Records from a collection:
┏━━

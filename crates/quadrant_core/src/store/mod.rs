//! Record store for todos.
//!
//! # Responsibility
//! - Define the `TodoStore` contract: keyed CRUD plus ordered read queries.
//! - Publish a revision counter after every effective write.
//! - Turn read queries into live sequences (`LiveQuery`).
//!
//! # Invariants
//! - `get_all`, `get_by_quadrant` and `search` order by `created_at DESC, id ASC`.
//! - `get_upcoming` orders by `due_date ASC`.
//! - The revision counter only moves when rows actually changed.
//! - Writers bump the revision before releasing their lock.

use crate::db::DbError;
use crate::model::todo::{Quadrant, Todo, TodoId};
use std::error::Error;
use std::fmt::{Display, Formatter};
use tokio::sync::watch;

mod live;
mod memory;
mod sqlite;

pub use live::{live_all, live_by_quadrant, live_search, live_upcoming, LiveQuery, Revisioned};
pub use memory::MemoryTodoStore;
pub use sqlite::SqliteTodoStore;

pub type StoreResult<T> = Result<T, StoreError>;

/// Storage-layer failure.
#[derive(Debug)]
pub enum StoreError {
    Db(DbError),
    /// Target row does not exist.
    NotFound(TodoId),
    /// Persisted row cannot be decoded into a valid `Todo`.
    InvalidData(String),
    /// Connection schema is not at the expected migrated version.
    UninitializedConnection {
        expected_version: u32,
        actual_version: u32,
    },
    MissingRequiredTable(&'static str),
    MissingRequiredColumn {
        table: &'static str,
        column: &'static str,
    },
    /// Non-SQLite backend reported a failure.
    Backend(String),
    /// Blocking store task panicked or was cancelled.
    Join(String),
}

impl Display for StoreError {
    fn fmt(&self, f: &mut Formatter<'_>) -> std::fmt::Result {
        match self {
            Self::Db(err) => write!(f, "{err}"),
            Self::NotFound(id) => write!(f, "todo record not found: {id}"),
            Self::InvalidData(message) => write!(f, "invalid persisted todo data: {message}"),
            Self::UninitializedConnection {
                expected_version,
                actual_version,
            } => write!(
                f,
                "todo store requires schema version {expected_version}, got {actual_version}"
            ),
            Self::MissingRequiredTable(table) => {
                write!(f, "todo store requires table `{table}`")
            }
            Self::MissingRequiredColumn { table, column } => write!(
                f,
                "todo store requires column `{column}` in table `{table}`"
            ),
            Self::Backend(message) => write!(f, "todo store backend failure: {message}"),
            Self::Join(message) => write!(f, "todo store task failed: {message}"),
        }
    }
}

impl Error for StoreError {
    fn source(&self) -> Option<&(dyn Error + 'static)> {
        match self {
            Self::Db(err) => Some(err),
            _ => None,
        }
    }
}

impl From<DbError> for StoreError {
    fn from(value: DbError) -> Self {
        Self::Db(value)
    }
}

impl From<rusqlite::Error> for StoreError {
    fn from(value: rusqlite::Error) -> Self {
        Self::Db(DbError::Sqlite(value))
    }
}

/// Keyed todo storage with change notification.
///
/// Calls are synchronous; async callers dispatch them to the blocking pool.
pub trait TodoStore: Send + Sync + 'static {
    /// All todos, newest-created first.
    fn get_all(&self) -> StoreResult<Vec<Todo>>;
    /// Todos filed under `quadrant`, newest-created first.
    fn get_by_quadrant(&self, quadrant: Quadrant) -> StoreResult<Vec<Todo>>;
    /// Upserts by id.
    fn insert_or_replace(&self, todo: &Todo) -> StoreResult<()>;
    /// Overwrites an existing row; `NotFound` when the id is unknown.
    fn update(&self, todo: &Todo) -> StoreResult<()>;
    /// Removes the row with `todo.id`; `NotFound` when the id is unknown.
    fn delete(&self, todo: &Todo) -> StoreResult<()>;
    /// Removes every completed todo and returns how many were removed.
    fn delete_completed(&self) -> StoreResult<usize>;
    fn get_by_id(&self, id: TodoId) -> StoreResult<Option<Todo>>;
    /// Case-sensitive substring match on title or description.
    fn search(&self, text: &str) -> StoreResult<Vec<Todo>>;
    /// Todos due strictly after `now_ms`, soonest first.
    fn get_upcoming(&self, now_ms: i64) -> StoreResult<Vec<Todo>>;
    /// Revision counter bumped after each effective write.
    fn subscribe_changes(&self) -> watch::Receiver<u64>;
}

/// Revision counter shared by store implementations.
#[derive(Debug)]
pub struct ChangeNotifier {
    tx: watch::Sender<u64>,
}

impl ChangeNotifier {
    pub fn new() -> Self {
        let (tx, _rx) = watch::channel(0);
        Self { tx }
    }

    /// Bumps the revision, waking every live query.
    pub fn notify(&self) {
        self.tx.send_modify(|revision| *revision = revision.wrapping_add(1));
    }

    pub fn subscribe(&self) -> watch::Receiver<u64> {
        self.tx.subscribe()
    }

    pub fn revision(&self) -> u64 {
        *self.tx.borrow()
    }
}

impl Default for ChangeNotifier {
    fn default() -> Self {
        Self::new()
    }
}

/// Newest-created first, id as tie breaker.
pub(crate) fn sort_newest_first(todos: &mut [Todo]) {
    todos.sort_by(|a, b| {
        b.created_at
            .cmp(&a.created_at)
            .then_with(|| a.id.cmp(&b.id))
    });
}

#[cfg(test)]
mod tests {
    use super::ChangeNotifier;

    #[test]
    fn notifier_bumps_revision_without_receivers() {
        let notifier = ChangeNotifier::new();
        assert_eq!(notifier.revision(), 0);
        notifier.notify();
        notifier.notify();
        assert_eq!(notifier.revision(), 2);
    }

    #[test]
    fn subscriber_sees_pending_change() {
        let notifier = ChangeNotifier::new();
        let mut rx = notifier.subscribe();
        assert!(!rx.has_changed().unwrap());
        notifier.notify();
        assert!(rx.has_changed().unwrap());
        assert_eq!(*rx.borrow_and_update(), 1);
    }
}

┗━━

Repeat the data in its entirety, word for word.

filename crates/quadrant_core/src/store/mod.rs
//! Record store for todos.
//!
//! # Responsibility
//! - Define the `TodoStore` contract: keyed CRUD plus ordered read queries.
//! - Publish a revision counter after every effective write.
//! - Turn read queries into live sequences (`LiveQuery`).
//!
//! # Invariants
//! - `get_all`, `get_by_quadrant` and `search` order by `created_at DESC, id ASC`.
//! - `get_upcoming` orders by `due_date ASC`.
//! - The revision counter only moves when rows actually changed.
//! - Writers bump the revision before releasing their lock.

use crate::db::DbError;
use crate::model::todo::{Quadrant, Todo, TodoId};
use std::error::Error;
use std::fmt::{Display, Formatter};
use tokio::sync::watch;

mod live;
mod memory;
mod sqlite;

pub use live::{live_all, live_by_quadrant, live_search, live_upcoming, LiveQuery, Revisioned};
pub use memory::MemoryTodoStore;
pub use sqlite::SqliteTodoStore;

pub type StoreResult<T> = Result<T, StoreError>;

/// Storage-layer failure.
#[derive(Debug)]
pub enum StoreError {
    Db(DbError),
    /// Target row does not exist.
    NotFound(TodoId),
    /// Persisted row cannot be decoded into a valid `Todo`.
    InvalidData(String),
    /// Connection schema is not at the expected migrated version.
    UninitializedConnection {
        expected_version: u32,
        actual_version: u32,
    },
    MissingRequiredTable(&'static str),
    MissingRequiredColumn {
        table: &'static str,
        column: &'static str,
    },
    /// Non-SQLite backend reported a failure.
    Backend(String),
    /// Blocking store task panicked or was cancelled.
    Join(String),
}

impl Display for StoreError {
    fn fmt(&self, f: &mut Formatter<'_>) -> std::fmt::Result {
        match self {
            Self::Db(err) => write!(f, "{err}"),
            Self::NotFound(id) => write!(f, "todo record not found: {id}"),
            Self::InvalidData(message) => write!(f, "invalid persisted todo data: {message}"),
            Self::UninitializedConnection {
                expected_version,
                actual_version,
            } => write!(
                f,
                "todo store requires schema version {expected_version}, got {actual_version}"
            ),
            Self::MissingRequiredTable(table) => {
                write!(f, "todo store requires table `{table}`")
            }
            Self::MissingRequiredColumn { table, column } => write!(
                f,
                "todo store requires column `{column}` in table `{table}`"
            ),
            Self::Backend(message) => write!(f, "todo store backend failure: {message}"),
            Self::Join(message) => write!(f, "todo store task failed: {message}"),
        }
    }
}

impl Error for StoreError {
    fn source(&self) -> Option<&(dyn Error + 'static)> {
        match self {
            Self::Db(err) => Some(err),
            _ => None,
        }
    }
}

impl From<DbError> for StoreError {
    fn from(value: DbError) -> Self {
        Self::Db(value)
    }
}

impl From<rusqlite::Error> for StoreError {
    fn from(value: rusqlite::Error) -> Self {
        Self::Db(DbError::Sqlite(value))
    }
}

/// Keyed todo storage with change notification.
///
/// Calls are synchronous; async callers dispatch them to the blocking pool.
pub trait TodoStore: Send + Sync + 'static {
    /// All todos, newest-created first.
    fn get_all(&self) -> StoreResult<Vec<Todo>>;
    /// Todos filed under `quadrant`, newest-created first.
    fn get_by_quadrant(&self, quadrant: Quadrant) -> StoreResult<Vec<Todo>>;
    /// Upserts by id.
    fn insert_or_replace(&self, todo: &Todo) -> StoreResult<()>;
    /// Overwrites an existing row; `NotFound` when the id is unknown.
    fn update(&self, todo: &Todo) -> StoreResult<()>;
    /// Removes the row with `todo.id`; `NotFound` when the id is unknown.
    fn delete(&self, todo: &Todo) -> StoreResult<()>;
    /// Removes every completed todo and returns how many were removed.
    fn delete_completed(&self) -> StoreResult<usize>;
    fn get_by_id(&self, id: TodoId) -> StoreResult<Option<Todo>>;
    /// Case-sensitive substring match on title or description.
    fn search(&self, text: &str) -> StoreResult<Vec<Todo>>;
    /// Todos due strictly after `now_ms`, soonest first.
    fn get_upcoming(&self, now_ms: i64) -> StoreResult<Vec<Todo>>;
    /// Revision counter bumped after each effective write.
    fn subscribe_changes(&self) -> watch::Receiver<u64>;
}

/// Revision counter shared by store implementations.
#[derive(Debug)]
pub struct ChangeNotifier {
    tx: watch::Sender<u64>,
}

impl ChangeNotifier {
    pub fn new() -> Self {
        let (tx, _rx) = watch::channel(0);
        Self { tx }
    }

    /// Bumps the revision, waking every live query.
    pub fn notify(&self) {
        self.tx.send_modify(|revision| *revision = revision.wrapping_add(1));
    }

    pub fn subscribe(&self) -> watch::Receiver<u64> {
        self.tx.subscribe()
    }

    pub fn revision(&self) -> u64 {
        *self.tx.borrow()
    }
}

impl Default for ChangeNotifier {
    fn default() -> Self {
        Self::new()
    }
}

/// Newest-created first, id as tie breaker.
pub(crate) fn sort_newest_first(todos: &mut [Todo]) {
    todos.sort_by(|a, b| {
        b.created_at
            .cmp(&a.created_at)
            .then_with(|| a.id.cmp(&b.id))
    });
}

#[cfg(test)]
mod tests {
    use super::ChangeNotifier;

    #[test]
    fn notifier_bumps_revision_without_receivers() {
        let notifier = ChangeNotifier::new();
        assert_eq!(notifier.revision(), 0);
        notifier.notify();
        notifier.notify();
        assert_eq!(notifier.revision(), 2);
    }

    #[test]
    fn subscriber_sees_pending_change() {
        let notifier = ChangeNotifier::new();
        let mut rx = notifier.subscribe();
        assert!(!rx.has_changed().unwrap());
        notifier.notify();
        assert!(rx.has_changed().unwrap());
        assert_eq!(*rx.borrow_and_update(), 1);
    }
}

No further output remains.